We use the information available in the action about the actor (github.actor) and call the API for the assignees. This is straightforward.

What about the next open milestone and the labels?

There is some more logic needed here, so we decided to use a small piece of Node.js code to achieve our goals. As a basis we use the GitHub Script action that contains a pre-authenticated Octokit REST client to call the API endpoints.

For the milestone requirement we must get the next open milestone and assign it to the PR. This is done via:

- name: Add next milestone
  uses: actions/github-script@v7
  with:
   script: |
     const milestones = await github.rest.issues.listMilestones({
       owner: context.repo.owner,
       repo: context.repo.repo,
       state: "open",
       sort: "due_on",
       direction: "asc"
     })

     await github.rest.issues.update({
        owner: context.repo.owner,
        repo: context.repo.repo,
        issue_number: context.issue.number,
        milestone: milestones.data[0].number
     });

The GitHub Script action helps a lot as you can directly interact with the API without wrapping your head around authentication.
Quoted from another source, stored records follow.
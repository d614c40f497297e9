//! # Metric Authorization Gateway
//!
//! Resolves which metrics a caller may see for a resource, in index or detail
//! context. Metrics that recompute when filters change get the resource's
//! available filters attached; every other metric is returned as declared.

use crate::filters::FilterDefinition;
use crate::resource::ResourceKey;
use panel_framework::PanelError;
use serde::Serialize;
use tracing::{debug, warn};

#[derive(Debug, Clone, PartialEq, Serialize)]
#[serde(rename_all = "camelCase")]
pub struct Metric {
    pub name: String,
    pub uri_key: String,
    pub refresh_when_filters_change: bool,
    #[serde(skip_serializing_if = "Option::is_none")]
    pub available_filters: Option<Vec<FilterDefinition>>,
}

impl Metric {
    pub fn new(name: impl Into<String>, uri_key: impl Into<String>) -> Self {
        Self {
            name: name.into(),
            uri_key: uri_key.into(),
            refresh_when_filters_change: false,
            available_filters: None,
        }
    }

    pub fn refresh_when_filters_change(mut self) -> Self {
        self.refresh_when_filters_change = true;
        self
    }

    pub fn set_available_filters(mut self, filters: Vec<FilterDefinition>) -> Self {
        self.available_filters = Some(filters);
        self
    }
}

/// A card shown above a listing or on a detail page.
#[derive(Debug, Clone, PartialEq)]
pub enum Card {
    Metric(Metric),
    Custom { component: String },
}

/// Which kind of page a request comes from.
#[derive(Debug, Clone, Copy, PartialEq, Eq)]
pub enum RequestKind {
    Index,
    Detail,
}

/// What the gateway needs from a resource definition.
pub trait PanelResource: Send + Sync {
    fn uri_key(&self) -> &str;
    fn authorized_to_view_any(&self, request: &MetricRequest<'_>) -> bool;
    fn available_cards(&self, request: &MetricRequest<'_>) -> Vec<Card>;
    fn available_cards_for_detail(&self, request: &MetricRequest<'_>) -> Vec<Card>;
    fn available_filters(&self, kind: RequestKind) -> Vec<FilterDefinition>;
}

pub struct MetricRequest<'r> {
    resource: &'r dyn PanelResource,
    /// The requested metric's uri key.
    pub metric: Option<String>,
    /// Set when the request comes from a detail page.
    pub resource_id: Option<ResourceKey>,
}

impl<'r> MetricRequest<'r> {
    pub fn new(resource: &'r dyn PanelResource) -> Self {
        Self {
            resource,
            metric: None,
            resource_id: None,
        }
    }

    pub fn for_metric(mut self, uri_key: impl Into<String>) -> Self {
        self.metric = Some(uri_key.into());
        self
    }

    pub fn resource_id(mut self, id: impl Into<ResourceKey>) -> Self {
        self.resource_id = Some(id.into());
        self
    }

    pub fn available_metrics(&self) -> Result<Vec<Metric>, PanelError> {
        self.authorize()?;
        let kind = if self.resource_id.is_some() {
            RequestKind::Detail
        } else {
            RequestKind::Index
        };
        Ok(self.attach_filters(self.resource.available_cards(self), kind))
    }

    pub fn available_metrics_for_detail(&self) -> Result<Vec<Metric>, PanelError> {
        self.authorize()?;
        Ok(self.attach_filters(self.resource.available_cards_for_detail(self), RequestKind::Detail))
    }

    /// The requested metric among the index metrics.
    pub fn metric(&self) -> Result<Metric, PanelError> {
        self.find(self.available_metrics()?)
    }

    /// The requested metric among the detail metrics.
    pub fn detail_metric(&self) -> Result<Metric, PanelError> {
        self.find(self.available_metrics_for_detail()?)
    }

    fn authorize(&self) -> Result<(), PanelError> {
        if self.resource.authorized_to_view_any(self) {
            Ok(())
        } else {
            warn!(resource = self.resource.uri_key(), "Metrics unauthorized");
            Err(PanelError::AuthorizationDenied)
        }
    }

    fn attach_filters(&self, cards: Vec<Card>, kind: RequestKind) -> Vec<Metric> {
        cards
            .into_iter()
            .filter_map(|card| match card {
                Card::Metric(metric) => Some(metric),
                Card::Custom { .. } => None,
            })
            .map(|metric| {
                if metric.refresh_when_filters_change {
                    metric.set_available_filters(self.resource.available_filters(kind))
                } else {
                    metric
                }
            })
            .collect()
    }

    fn find(&self, metrics: Vec<Metric>) -> Result<Metric, PanelError> {
        let wanted = self.metric.as_deref().unwrap_or_default();
        debug!(resource = self.resource.uri_key(), metric = wanted, "Resolving metric");
        metrics
            .into_iter()
            .find(|metric| metric.uri_key == wanted)
            .ok_or_else(|| PanelError::NotFound(format!("metric {wanted}")))
    }
}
You also get the context information of the workflow injected. For larger pieces of code, I prefer dedicated files that I then call via Node.js instead of putting the code in the action. For this, this might be a bit too much though.

As a last piece we add the labels derived from the PR title that must follow the conventional commits. We use the keywords of the commit to distinguish which label to set:

- name: Set default labels
  if: ${{ github.actor != 'dependabot[bot]' }}
  uses: actions/github-script@v7
  env:
    TITLE: ${{ github.event.pull_request.title }}
  with:
    script: |
      const title = process.env.TITLE;

      let defaultLabels = [];
      if (title.startsWith("feat:")) {
        defaultLabels.push("enhancement");
      } else if (title.startsWith("fix:")) {
        defaultLabels.push("bug");
      } else if (title.startsWith("docs:")) {
        defaultLabels.push("documentation");
      } else if (title.startsWith("test:")) {
        defaultLabels.push("test setup", "internal", "ignore-for-release");
      } else if (title.startsWith("refactor:")) {
        defaultLabels.push("internal", "ignore-for-release", "refactoring");
      } else {
        defaultLabels.push("internal", "ignore-for-release");
      }

      await github.rest.issues.addLabels({
        owner: context.repo.owner,
        repo: context.repo.repo,
        issue_number: context.issue.number,
        labels: defaultLabels
      });

We exclude PRs filed via Dependabot.

Now the reviewer can focus on the review and does not need to click around to fulfill organizational requirements. Don't get me wrong: the labels and the assignment to the project are important, but this could and should be automated.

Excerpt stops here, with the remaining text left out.